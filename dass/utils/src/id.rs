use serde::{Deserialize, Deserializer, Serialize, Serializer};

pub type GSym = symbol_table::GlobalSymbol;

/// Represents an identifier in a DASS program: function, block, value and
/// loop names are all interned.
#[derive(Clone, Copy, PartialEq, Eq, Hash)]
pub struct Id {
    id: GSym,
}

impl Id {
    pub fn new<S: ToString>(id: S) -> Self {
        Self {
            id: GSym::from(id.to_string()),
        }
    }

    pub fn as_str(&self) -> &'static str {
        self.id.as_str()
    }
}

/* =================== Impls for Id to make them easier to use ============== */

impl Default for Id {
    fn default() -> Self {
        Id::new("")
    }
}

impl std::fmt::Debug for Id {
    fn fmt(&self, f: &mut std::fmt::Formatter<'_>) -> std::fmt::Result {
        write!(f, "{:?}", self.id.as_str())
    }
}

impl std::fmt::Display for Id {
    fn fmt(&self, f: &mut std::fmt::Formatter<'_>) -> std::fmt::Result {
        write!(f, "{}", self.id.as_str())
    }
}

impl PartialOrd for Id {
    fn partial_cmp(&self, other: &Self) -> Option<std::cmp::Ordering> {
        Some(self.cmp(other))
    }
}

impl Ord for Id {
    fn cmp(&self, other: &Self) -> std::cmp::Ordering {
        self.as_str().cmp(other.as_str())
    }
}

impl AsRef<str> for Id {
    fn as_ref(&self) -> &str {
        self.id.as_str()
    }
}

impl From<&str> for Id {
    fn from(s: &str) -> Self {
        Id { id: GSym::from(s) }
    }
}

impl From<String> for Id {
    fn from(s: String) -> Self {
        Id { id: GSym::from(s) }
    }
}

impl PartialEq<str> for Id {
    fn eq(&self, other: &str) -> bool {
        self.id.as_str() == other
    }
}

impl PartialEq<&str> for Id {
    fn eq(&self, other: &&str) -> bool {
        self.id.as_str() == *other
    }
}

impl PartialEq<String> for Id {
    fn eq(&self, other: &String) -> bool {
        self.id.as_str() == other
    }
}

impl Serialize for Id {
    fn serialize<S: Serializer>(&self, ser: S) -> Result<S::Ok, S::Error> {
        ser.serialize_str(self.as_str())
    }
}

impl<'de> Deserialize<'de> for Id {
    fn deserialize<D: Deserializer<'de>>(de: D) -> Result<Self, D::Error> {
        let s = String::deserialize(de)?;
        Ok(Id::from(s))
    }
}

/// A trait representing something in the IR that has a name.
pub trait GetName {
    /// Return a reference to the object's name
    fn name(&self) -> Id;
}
+---+
Each record must be printed again, word for word, with nothing dropped.

### Result for this task
filename dass/utils/src/id.rs
use serde::{Deserialize, Deserializer, Serialize, Serializer};

pub type GSym = symbol_table::GlobalSymbol;

/// Represents an identifier in a DASS program: function, block, value and
/// loop names are all interned.
#[derive(Clone, Copy, PartialEq, Eq, Hash)]
pub struct Id {
    id: GSym,
}

impl Id {
    pub fn new<S: ToString>(id: S) -> Self {
        Self {
            id: GSym::from(id.to_string()),
        }
    }

    pub fn as_str(&self) -> &'static str {
        self.id.as_str()
    }
}

/* =================== Impls for Id to make them easier to use ============== */

impl Default for Id {
    fn default() -> Self {
        Id::new("")
    }
}

impl std::fmt::Debug for Id {
    fn fmt(&self, f: &mut std::fmt::Formatter<'_>) -> std::fmt::Result {
        write!(f, "{:?}", self.id.as_str())
    }
}

impl std::fmt::Display for Id {
    fn fmt(&self, f: &mut std::fmt::Formatter<'_>) -> std::fmt::Result {
        write!(f, "{}", self.id.as_str())
    }
}

impl PartialOrd for Id {
    fn partial_cmp(&self, other: &Self) -> Option<std::cmp::Ordering> {
        Some(self.cmp(other))
    }
}

impl Ord for Id {
    fn cmp(&self, other: &Self) -> std::cmp::Ordering {
        self.as_str().cmp(other.as_str())
    }
}

impl AsRef<str> for Id {
    fn as_ref(&self) -> &str {
        self.id.as_str()
    }
}

impl From<&str> for Id {
    fn from(s: &str) -> Self {
        Id { id: GSym::from(s) }
    }
}

impl From<String> for Id {
    fn from(s: String) -> Self {
        Id { id: GSym::from(s) }
    }
}

impl PartialEq<str> for Id {
    fn eq(&self, other: &str) -> bool {
        self.id.as_str() == other
    }
}

impl PartialEq<&str> for Id {
    fn eq(&self, other: &&str) -> bool {
        self.id.as_str() == *other
    }
}

impl PartialEq<String> for Id {
    fn eq(&self, other: &String) -> bool {
        self.id.as_str() == other
    }
}

impl Serialize for Id {
    fn serialize<S: Serializer>(&self, ser: S) -> Result<S::Ok, S::Error> {
        ser.serialize_str(self.as_str())
    }
}

impl<'de> Deserialize<'de> for Id {
    fn deserialize<D: Deserializer<'de>>(de: D) -> Result<Self, D::Error> {
        let s = String::deserialize(de)?;
        Ok(Id::from(s))
    }
}

/// A trait representing something in the IR that has a name.
pub trait GetName {
    /// Return a reference to the object's name
    fn name(&self) -> Id;
}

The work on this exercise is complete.